Our retention numbers, using this same updated set of Steam UGC titles and looking at CCU (concurrents), were also notable. You’ll see Steam games with UGC support displaying 75% better CCU after 2 years of being live, a gap that widens to a 115% difference after 5 years.

There’s some potential correlation-causation issues here - games that allow UGC may be of a genre that naturally has a better ‘long tail’. But UGC for less obvious fits like CRPGs can work - Larian’s Michael Douse told Mod.io that “after implementing official [Baldur’s Gate 3] mod support in 2024, we saw an increase of 20% DAU across all platforms”.

There’s also a concern among devs that allowing (free) UGC might cannibalize existing paid DLC for games. We can’t canonically prove or disprove that, but we did look at total per-DLC revenue for titles with UGC, and found it 105% bigger:

Saber’s Evgenity Sorokin actually told Mod.io that for Snowrunner, “our players using mods proved 2.4 times more likely to buy official DLC.” Again, perhaps a bit chicken and egg-y. But it all seems part of a virtuous ecosystem to us, and players come up with some great ideas for levels, characters, and mods that you would not have thought of…

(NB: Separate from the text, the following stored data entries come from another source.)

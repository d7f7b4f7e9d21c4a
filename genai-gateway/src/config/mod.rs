use secrecy::Secret;
use service_core::config as core_config;
use service_core::error::AppError;
use std::env;

pub const DEFAULT_GROQ_BASE_URL: &str = "https://api.groq.com/openai/v1";
pub const DEFAULT_TEXT_MODEL: &str = "mixtral-8x7b-32768";

#[derive(Debug, Clone)]
pub struct GatewayConfig {
    pub common: core_config::Config,
    pub groq: GroqConfig,
}

/// Upstream provider settings.
#[derive(Debug, Clone)]
pub struct GroqConfig {
    /// Never required at startup; requests fail individually while unset.
    pub api_key: Option<Secret<String>>,
    pub base_url: String,
    pub model: String,
    /// Client-wide request timeout. `None` keeps the HTTP client's default.
    pub timeout_secs: Option<u64>,
}

impl Default for GroqConfig {
    fn default() -> Self {
        Self {
            api_key: None,
            base_url: DEFAULT_GROQ_BASE_URL.to_string(),
            model: DEFAULT_TEXT_MODEL.to_string(),
            timeout_secs: None,
        }
    }
}

impl GatewayConfig {
    pub fn load() -> Result<Self, AppError> {
        let common_config = core_config::Config::load()?;
        Self::from_lookup(common_config, |key| env::var(key).ok())
    }

    /// Builds the service settings from an arbitrary variable source.
    pub fn from_lookup<F>(common: core_config::Config, lookup: F) -> Result<Self, AppError>
    where
        F: Fn(&str) -> Option<String>,
    {
        let is_prod = lookup("ENVIRONMENT").unwrap_or_else(|| "dev".to_string()) == "prod";

        let api_key = lookup("GROQ_API_KEY")
            .filter(|key| !key.trim().is_empty())
            .map(Secret::new);

        let timeout_secs = lookup("GROQ_TIMEOUT_SECS")
            .map(|raw| {
                raw.parse::<u64>().map_err(|e| {
                    AppError::ConfigError(anyhow::anyhow!(
                        "GROQ_TIMEOUT_SECS must be a whole number of seconds, got '{}': {}",
                        raw,
                        e
                    ))
                })
            })
            .transpose()?;

        Ok(GatewayConfig {
            common,
            groq: GroqConfig {
                api_key,
                base_url: get_env(&lookup, "GROQ_BASE_URL", Some(DEFAULT_GROQ_BASE_URL), is_prod)?,
                model: get_env(&lookup, "GENAI_TEXT_MODEL", Some(DEFAULT_TEXT_MODEL), is_prod)?,
                timeout_secs,
            },
        })
    }
}

fn get_env<F>(lookup: &F, key: &str, default: Option<&str>, is_prod: bool) -> Result<String, AppError>
where
    F: Fn(&str) -> Option<String>,
{
    match lookup(key) {
        Some(val) => Ok(val),
        None => {
            if is_prod {
                Err(AppError::ConfigError(anyhow::anyhow!(
                    "{} is required in production but not set",
                    key
                )))
            } else if let Some(def) = default {
                Ok(def.to_string())
            } else {
                Err(AppError::ConfigError(anyhow::anyhow!(
                    "{} is required but not set",
                    key
                )))
            }
        }
    }
}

Next, we tried to look at PlayStation and Xbox data for the first time, using GameDiscoverCo Pro data sets, and discovered that after one year, games with mods available on console (generally via porting of PC-created mods, of course) did show a 16% player advantage (PlayStation) and 24% player advantage (Xbox).

(We specifically looked at games with >100k sold or downloaded Month 1.)

Finally, we examined VR games with over a thousand player ratings on the Meta Quest Store, comparing those with official UGC solutions to those without. Data was limited here, but we estimate that VR games with UGC support had 30% more growth (as a median) over the past year than those without.

Anyhow, thanks to Mod.io for the collab. And as someone who’s seen mountain biking game Descenders flourish through a whole heap of great mods, we don’t underestimate the effect of unleashing players to make cool (or weird, or both!) UGC.